[Opening Given data section]

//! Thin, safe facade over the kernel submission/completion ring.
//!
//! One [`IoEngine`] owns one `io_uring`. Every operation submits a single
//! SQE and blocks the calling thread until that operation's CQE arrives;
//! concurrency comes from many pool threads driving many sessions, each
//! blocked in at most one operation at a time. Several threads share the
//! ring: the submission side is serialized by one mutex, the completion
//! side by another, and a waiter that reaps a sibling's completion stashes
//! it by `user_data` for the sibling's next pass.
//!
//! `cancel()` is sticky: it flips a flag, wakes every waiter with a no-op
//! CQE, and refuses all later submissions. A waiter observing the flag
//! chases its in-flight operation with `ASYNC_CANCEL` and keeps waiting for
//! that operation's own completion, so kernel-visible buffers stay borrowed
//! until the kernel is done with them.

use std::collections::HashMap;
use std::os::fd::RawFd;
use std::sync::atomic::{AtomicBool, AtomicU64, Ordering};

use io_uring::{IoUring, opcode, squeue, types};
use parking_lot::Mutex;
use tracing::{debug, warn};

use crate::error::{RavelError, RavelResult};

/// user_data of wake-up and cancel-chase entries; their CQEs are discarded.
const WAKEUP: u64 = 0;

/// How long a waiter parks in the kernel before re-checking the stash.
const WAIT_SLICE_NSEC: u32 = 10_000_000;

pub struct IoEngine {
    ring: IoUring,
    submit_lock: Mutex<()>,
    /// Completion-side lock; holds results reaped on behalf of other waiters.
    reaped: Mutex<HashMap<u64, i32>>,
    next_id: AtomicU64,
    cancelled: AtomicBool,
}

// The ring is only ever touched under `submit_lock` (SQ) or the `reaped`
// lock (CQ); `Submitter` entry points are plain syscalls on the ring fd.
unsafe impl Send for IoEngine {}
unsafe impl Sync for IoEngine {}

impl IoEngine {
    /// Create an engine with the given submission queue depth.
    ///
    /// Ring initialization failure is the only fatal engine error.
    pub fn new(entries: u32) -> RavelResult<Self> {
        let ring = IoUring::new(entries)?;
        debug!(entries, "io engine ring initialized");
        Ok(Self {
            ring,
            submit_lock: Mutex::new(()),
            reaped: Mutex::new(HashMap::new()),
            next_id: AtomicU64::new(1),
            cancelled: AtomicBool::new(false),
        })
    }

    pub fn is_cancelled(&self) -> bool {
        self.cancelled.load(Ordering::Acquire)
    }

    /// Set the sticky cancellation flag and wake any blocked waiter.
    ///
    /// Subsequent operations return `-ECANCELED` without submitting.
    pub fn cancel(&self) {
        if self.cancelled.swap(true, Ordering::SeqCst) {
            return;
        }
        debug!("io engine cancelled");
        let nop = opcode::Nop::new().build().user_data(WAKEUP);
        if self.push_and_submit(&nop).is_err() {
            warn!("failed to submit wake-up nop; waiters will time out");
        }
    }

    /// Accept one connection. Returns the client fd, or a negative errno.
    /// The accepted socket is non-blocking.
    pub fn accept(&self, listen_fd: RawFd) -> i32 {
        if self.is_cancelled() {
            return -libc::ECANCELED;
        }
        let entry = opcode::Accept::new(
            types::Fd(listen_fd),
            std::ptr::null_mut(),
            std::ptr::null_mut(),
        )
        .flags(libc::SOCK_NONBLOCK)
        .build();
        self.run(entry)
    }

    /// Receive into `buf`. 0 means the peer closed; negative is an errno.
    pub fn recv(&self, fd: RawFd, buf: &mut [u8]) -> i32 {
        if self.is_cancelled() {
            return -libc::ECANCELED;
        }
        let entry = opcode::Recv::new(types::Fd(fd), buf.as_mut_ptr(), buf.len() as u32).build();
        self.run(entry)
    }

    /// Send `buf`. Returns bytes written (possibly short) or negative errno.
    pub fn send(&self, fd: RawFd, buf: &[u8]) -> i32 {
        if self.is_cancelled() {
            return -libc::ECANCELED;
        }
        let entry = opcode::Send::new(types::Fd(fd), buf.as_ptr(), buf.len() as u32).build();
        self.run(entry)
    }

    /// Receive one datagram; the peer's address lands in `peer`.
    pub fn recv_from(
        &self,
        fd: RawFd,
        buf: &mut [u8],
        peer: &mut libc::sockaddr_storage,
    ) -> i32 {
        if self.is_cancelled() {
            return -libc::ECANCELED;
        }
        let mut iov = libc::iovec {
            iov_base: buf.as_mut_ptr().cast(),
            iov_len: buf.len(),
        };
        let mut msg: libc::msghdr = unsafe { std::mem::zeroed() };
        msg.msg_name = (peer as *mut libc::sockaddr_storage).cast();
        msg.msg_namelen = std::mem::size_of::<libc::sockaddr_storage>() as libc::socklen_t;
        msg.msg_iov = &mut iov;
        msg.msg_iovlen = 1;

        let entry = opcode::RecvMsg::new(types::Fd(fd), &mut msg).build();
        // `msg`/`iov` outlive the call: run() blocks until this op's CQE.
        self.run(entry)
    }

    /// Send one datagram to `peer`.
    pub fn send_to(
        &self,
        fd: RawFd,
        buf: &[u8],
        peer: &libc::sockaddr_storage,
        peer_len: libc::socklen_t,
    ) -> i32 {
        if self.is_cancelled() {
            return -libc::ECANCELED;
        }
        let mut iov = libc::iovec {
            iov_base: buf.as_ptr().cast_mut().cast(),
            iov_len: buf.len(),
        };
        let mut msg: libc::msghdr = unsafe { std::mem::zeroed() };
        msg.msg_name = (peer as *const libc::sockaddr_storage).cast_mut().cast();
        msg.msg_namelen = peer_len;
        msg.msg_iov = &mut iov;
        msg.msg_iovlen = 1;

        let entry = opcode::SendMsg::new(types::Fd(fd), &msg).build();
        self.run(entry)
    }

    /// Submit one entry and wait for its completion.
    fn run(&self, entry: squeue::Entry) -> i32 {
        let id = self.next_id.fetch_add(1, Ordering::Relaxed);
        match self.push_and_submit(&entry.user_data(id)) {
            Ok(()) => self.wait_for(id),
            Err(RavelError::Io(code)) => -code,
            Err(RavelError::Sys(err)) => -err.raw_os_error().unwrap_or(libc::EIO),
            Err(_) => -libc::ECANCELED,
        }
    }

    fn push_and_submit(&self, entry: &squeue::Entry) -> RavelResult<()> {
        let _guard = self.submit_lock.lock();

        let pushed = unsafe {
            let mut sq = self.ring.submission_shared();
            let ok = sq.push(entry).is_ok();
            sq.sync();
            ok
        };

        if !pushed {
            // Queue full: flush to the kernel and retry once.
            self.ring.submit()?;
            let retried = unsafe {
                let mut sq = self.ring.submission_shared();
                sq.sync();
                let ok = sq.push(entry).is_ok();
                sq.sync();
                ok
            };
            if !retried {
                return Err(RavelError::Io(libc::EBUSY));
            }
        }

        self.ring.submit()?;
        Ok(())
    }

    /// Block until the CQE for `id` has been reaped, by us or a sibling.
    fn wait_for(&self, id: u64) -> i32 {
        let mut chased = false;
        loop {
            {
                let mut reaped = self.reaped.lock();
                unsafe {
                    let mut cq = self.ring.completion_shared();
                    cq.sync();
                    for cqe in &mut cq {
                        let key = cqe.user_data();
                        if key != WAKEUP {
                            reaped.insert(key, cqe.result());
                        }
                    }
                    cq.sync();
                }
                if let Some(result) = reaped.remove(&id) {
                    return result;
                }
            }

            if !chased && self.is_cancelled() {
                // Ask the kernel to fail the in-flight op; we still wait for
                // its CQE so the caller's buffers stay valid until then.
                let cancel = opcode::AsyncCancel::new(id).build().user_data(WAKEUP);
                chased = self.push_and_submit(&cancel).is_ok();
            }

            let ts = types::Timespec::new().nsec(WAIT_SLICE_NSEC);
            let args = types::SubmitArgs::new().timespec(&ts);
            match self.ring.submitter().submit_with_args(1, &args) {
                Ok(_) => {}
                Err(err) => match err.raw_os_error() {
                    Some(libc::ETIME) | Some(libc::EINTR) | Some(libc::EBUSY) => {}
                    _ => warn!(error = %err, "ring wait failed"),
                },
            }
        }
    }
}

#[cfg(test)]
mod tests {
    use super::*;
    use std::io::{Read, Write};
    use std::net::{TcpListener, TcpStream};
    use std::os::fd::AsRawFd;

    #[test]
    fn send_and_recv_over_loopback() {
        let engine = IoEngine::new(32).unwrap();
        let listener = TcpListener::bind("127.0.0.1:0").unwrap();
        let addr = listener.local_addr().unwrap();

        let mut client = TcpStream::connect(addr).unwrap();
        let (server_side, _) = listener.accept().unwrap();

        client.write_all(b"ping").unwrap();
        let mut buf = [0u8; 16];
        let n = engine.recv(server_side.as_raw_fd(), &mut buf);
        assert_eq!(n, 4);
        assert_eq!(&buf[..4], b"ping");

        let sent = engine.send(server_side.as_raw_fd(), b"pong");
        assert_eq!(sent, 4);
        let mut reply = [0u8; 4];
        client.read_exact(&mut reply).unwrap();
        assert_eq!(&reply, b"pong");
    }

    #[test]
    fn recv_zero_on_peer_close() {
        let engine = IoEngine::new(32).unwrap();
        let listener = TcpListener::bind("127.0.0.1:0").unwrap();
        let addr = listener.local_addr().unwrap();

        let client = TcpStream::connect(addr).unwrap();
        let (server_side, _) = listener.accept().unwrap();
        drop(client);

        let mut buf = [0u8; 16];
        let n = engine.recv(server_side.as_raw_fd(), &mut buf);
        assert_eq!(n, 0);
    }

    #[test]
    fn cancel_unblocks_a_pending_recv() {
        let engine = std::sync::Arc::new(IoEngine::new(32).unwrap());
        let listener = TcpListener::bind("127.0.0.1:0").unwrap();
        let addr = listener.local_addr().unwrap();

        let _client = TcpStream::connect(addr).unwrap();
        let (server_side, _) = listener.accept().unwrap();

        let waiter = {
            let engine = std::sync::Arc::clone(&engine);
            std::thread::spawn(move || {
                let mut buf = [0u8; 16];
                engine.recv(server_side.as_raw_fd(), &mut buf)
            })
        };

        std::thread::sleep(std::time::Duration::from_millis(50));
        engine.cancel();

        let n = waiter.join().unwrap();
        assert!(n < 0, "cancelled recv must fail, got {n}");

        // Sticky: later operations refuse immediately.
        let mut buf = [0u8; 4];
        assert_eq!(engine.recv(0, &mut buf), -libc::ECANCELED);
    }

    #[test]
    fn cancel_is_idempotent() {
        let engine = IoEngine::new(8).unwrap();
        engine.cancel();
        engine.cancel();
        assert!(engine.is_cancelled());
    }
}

[Closing Given data section]

Look through the data and gather every line with the string "TcpStream" in it.

    use std::net::{TcpListener, TcpStream};
        let mut client = TcpStream::connect(addr).unwrap();
        let client = TcpStream::connect(addr).unwrap();
        let _client = TcpStream::connect(addr).unwrap();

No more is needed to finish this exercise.